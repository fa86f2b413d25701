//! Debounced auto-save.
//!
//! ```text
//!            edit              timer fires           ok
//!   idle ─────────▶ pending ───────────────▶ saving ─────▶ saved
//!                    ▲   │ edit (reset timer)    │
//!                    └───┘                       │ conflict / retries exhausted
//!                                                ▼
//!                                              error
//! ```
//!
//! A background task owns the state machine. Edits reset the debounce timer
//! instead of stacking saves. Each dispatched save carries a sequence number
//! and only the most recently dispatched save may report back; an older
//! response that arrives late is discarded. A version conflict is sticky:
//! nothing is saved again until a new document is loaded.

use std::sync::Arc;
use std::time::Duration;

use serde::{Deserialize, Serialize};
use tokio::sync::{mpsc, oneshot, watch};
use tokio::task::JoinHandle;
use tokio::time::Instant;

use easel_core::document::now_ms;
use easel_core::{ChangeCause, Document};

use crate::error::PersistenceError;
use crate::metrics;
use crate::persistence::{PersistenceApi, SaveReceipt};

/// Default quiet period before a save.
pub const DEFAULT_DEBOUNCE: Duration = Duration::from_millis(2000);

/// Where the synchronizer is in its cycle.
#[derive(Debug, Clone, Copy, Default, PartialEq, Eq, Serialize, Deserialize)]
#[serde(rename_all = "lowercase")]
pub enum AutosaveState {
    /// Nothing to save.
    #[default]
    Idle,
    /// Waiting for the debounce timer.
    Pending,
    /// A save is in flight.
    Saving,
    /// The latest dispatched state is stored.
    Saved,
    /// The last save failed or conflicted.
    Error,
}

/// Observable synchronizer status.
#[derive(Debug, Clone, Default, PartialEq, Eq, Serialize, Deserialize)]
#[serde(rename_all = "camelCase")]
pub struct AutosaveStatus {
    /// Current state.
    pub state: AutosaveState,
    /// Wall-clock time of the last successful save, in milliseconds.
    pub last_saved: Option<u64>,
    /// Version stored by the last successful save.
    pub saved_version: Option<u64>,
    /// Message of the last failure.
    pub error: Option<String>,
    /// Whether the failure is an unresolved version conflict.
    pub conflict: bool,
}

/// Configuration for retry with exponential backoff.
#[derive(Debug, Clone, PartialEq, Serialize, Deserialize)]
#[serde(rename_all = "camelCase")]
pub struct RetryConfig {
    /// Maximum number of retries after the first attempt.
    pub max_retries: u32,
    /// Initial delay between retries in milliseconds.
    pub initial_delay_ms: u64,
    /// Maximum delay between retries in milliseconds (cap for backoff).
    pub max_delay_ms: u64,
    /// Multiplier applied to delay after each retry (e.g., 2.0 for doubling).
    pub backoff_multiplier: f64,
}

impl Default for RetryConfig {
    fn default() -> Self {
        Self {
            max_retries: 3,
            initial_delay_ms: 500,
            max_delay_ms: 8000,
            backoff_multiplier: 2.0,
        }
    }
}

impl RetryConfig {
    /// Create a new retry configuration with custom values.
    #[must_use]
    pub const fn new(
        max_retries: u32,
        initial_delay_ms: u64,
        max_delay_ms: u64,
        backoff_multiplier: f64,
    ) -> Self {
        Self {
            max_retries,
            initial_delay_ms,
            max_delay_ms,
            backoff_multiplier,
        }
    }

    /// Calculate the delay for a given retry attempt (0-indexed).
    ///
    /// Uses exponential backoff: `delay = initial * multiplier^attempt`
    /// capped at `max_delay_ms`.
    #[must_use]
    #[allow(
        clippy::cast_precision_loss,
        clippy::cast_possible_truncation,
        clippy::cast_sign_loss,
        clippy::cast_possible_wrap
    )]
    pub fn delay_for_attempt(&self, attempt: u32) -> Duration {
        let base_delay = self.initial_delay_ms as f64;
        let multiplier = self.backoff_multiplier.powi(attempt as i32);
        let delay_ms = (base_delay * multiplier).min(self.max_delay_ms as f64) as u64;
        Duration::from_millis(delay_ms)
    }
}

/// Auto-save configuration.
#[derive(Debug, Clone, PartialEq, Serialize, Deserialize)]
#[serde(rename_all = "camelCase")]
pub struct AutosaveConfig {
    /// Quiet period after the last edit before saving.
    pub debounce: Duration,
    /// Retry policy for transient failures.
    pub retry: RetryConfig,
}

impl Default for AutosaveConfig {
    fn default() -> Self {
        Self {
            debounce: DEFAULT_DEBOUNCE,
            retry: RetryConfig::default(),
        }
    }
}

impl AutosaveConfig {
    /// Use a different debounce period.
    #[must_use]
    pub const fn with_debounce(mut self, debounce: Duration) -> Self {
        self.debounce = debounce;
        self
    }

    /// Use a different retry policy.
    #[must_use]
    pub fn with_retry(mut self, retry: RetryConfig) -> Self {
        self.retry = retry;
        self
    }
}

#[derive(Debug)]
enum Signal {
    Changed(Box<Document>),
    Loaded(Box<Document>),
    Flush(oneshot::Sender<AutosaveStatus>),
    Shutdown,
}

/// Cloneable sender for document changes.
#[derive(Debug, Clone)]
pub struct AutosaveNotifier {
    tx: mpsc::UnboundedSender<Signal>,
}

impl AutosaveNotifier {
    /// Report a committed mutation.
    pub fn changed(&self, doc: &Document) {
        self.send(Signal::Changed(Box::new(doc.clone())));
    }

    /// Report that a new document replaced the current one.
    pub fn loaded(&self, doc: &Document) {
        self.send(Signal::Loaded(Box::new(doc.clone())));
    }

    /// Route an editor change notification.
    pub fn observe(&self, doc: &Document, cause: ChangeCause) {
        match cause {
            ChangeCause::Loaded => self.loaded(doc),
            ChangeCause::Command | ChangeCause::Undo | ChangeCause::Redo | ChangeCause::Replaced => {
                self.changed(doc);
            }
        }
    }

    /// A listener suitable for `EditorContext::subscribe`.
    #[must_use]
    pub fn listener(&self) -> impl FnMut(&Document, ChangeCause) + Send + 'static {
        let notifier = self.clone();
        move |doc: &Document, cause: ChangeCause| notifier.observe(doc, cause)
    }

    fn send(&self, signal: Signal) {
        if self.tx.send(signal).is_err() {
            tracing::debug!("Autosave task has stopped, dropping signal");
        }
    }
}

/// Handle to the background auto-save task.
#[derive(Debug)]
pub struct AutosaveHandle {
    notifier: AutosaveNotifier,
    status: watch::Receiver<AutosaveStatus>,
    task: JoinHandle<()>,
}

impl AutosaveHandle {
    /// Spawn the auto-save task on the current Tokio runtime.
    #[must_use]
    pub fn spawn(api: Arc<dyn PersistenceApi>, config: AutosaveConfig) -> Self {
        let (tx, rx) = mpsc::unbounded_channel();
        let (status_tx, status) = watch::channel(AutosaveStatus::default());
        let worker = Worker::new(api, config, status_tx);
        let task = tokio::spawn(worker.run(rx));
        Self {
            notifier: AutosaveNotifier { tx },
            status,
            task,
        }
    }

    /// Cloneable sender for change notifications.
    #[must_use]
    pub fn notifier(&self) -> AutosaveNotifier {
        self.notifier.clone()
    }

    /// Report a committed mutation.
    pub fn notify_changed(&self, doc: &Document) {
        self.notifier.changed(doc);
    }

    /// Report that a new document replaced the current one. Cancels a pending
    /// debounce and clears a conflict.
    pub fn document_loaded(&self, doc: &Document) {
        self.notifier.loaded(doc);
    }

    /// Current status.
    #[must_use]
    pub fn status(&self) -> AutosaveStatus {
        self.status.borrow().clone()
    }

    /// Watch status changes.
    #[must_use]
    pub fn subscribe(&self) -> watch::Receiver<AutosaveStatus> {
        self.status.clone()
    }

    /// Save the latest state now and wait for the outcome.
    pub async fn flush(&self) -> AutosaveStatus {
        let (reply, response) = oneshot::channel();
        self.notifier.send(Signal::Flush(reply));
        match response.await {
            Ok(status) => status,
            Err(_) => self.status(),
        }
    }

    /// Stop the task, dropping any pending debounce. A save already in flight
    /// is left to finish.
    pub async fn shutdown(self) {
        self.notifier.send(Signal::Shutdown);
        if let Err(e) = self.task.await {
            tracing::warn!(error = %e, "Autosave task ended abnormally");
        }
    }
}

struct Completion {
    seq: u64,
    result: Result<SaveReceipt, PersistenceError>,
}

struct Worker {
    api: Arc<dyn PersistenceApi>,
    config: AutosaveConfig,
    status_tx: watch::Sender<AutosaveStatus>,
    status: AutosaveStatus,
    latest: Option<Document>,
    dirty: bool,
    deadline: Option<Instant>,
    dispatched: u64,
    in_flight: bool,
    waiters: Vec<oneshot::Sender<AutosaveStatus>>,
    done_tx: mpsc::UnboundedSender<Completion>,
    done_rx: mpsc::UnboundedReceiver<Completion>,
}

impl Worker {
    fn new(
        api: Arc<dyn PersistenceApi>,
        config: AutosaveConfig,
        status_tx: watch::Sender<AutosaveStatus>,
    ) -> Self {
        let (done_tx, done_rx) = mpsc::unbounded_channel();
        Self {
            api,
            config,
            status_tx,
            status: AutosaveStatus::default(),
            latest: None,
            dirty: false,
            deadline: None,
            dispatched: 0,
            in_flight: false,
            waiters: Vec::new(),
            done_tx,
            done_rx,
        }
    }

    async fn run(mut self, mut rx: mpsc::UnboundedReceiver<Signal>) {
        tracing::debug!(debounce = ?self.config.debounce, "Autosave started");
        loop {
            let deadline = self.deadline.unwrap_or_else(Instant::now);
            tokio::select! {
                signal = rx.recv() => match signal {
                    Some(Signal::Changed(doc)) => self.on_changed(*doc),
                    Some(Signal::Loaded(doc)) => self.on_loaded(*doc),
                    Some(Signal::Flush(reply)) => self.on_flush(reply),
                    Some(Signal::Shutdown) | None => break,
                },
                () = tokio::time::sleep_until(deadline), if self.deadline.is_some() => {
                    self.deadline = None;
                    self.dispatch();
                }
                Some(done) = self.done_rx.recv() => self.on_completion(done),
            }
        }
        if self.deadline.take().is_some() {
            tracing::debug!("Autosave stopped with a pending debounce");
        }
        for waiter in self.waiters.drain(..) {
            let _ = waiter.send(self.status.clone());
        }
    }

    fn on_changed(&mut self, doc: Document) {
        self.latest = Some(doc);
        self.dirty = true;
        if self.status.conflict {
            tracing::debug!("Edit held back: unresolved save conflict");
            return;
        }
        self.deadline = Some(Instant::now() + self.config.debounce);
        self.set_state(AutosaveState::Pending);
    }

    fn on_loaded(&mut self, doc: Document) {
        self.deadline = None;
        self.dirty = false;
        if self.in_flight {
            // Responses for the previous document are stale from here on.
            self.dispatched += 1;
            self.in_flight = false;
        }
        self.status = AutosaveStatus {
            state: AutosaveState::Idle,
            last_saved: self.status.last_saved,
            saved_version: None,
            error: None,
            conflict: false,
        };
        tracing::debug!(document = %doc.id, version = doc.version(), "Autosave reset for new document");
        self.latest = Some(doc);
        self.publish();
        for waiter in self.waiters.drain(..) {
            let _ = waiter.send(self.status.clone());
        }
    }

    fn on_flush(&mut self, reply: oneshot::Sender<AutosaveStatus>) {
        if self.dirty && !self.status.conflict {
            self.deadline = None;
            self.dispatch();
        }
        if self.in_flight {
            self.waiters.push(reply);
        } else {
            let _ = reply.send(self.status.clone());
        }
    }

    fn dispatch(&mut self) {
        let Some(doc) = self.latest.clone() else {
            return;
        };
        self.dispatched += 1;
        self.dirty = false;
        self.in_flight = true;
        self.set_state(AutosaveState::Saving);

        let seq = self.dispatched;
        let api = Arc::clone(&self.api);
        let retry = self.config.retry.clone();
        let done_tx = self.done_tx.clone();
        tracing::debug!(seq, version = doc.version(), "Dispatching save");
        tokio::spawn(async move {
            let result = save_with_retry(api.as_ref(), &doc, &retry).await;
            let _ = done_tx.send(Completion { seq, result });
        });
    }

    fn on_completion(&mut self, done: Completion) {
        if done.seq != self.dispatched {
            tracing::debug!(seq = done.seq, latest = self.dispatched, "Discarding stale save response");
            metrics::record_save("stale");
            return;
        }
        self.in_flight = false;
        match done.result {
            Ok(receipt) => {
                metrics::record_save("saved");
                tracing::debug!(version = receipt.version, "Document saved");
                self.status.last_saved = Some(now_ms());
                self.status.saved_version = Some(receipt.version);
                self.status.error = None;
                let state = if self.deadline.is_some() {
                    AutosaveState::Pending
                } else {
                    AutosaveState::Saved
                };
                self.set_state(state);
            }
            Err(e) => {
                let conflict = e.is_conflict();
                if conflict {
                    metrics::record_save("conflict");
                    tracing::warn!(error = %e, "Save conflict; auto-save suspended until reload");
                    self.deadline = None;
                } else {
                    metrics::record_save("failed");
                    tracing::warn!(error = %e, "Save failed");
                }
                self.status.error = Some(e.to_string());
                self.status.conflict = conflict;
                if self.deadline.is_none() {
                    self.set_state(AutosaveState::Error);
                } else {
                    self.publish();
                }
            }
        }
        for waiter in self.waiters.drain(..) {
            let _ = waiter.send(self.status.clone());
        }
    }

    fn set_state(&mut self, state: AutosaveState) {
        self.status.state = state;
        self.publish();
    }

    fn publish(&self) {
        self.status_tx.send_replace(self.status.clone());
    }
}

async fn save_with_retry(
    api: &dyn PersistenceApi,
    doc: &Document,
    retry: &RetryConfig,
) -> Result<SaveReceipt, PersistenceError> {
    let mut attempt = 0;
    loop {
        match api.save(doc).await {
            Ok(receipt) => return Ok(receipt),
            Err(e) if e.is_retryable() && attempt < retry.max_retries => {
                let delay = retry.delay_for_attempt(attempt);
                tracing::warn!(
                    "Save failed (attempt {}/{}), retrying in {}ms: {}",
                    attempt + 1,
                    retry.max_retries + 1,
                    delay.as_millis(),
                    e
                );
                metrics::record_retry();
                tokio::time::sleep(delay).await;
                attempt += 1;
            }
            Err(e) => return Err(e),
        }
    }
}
··········
** Task prompt **
Find the word "exponential" in the entries above, then copy each line that holds it.

** Solution for this exercise **
/// Configuration for retry with exponential backoff.
    /// Uses exponential backoff: `delay = initial * multiplier^attempt`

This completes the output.